Exercise aim: Locate and copy each line in the data that contains the word "chunk".

Dataset records:

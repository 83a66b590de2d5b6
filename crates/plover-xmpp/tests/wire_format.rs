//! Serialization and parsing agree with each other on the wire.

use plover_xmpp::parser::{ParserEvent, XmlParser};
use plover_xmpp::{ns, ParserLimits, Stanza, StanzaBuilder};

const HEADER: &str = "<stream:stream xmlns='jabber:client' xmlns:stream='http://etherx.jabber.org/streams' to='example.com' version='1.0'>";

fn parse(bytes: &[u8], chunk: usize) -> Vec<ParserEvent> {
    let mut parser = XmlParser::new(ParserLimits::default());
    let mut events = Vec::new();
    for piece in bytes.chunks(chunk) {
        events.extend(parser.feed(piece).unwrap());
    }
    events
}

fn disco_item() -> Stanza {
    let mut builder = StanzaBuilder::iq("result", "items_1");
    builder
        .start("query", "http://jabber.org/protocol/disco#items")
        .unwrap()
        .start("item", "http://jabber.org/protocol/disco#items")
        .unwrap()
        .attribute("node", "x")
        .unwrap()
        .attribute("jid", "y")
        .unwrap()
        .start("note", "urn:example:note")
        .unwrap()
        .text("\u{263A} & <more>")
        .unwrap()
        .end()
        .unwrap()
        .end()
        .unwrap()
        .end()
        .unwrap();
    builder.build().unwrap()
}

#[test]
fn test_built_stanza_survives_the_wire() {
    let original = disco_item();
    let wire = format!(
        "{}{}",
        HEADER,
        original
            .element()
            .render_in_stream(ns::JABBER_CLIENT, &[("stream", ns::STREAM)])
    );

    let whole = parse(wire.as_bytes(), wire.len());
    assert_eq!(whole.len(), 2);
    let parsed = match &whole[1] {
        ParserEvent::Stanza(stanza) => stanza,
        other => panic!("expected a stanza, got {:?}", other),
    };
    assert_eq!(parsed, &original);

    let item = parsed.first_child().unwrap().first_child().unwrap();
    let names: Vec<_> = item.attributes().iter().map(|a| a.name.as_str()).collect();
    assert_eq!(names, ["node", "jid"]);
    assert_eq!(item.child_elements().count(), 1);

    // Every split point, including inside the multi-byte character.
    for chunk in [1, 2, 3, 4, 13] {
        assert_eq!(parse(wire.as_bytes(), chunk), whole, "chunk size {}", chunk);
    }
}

Response area:
fn parse(bytes: &[u8], chunk: usize) -> Vec<ParserEvent> {
    for piece in bytes.chunks(chunk) {
    for chunk in [1, 2, 3, 4, 13] {
        assert_eq!(parse(wire.as_bytes(), chunk), whole, "chunk size {}", chunk);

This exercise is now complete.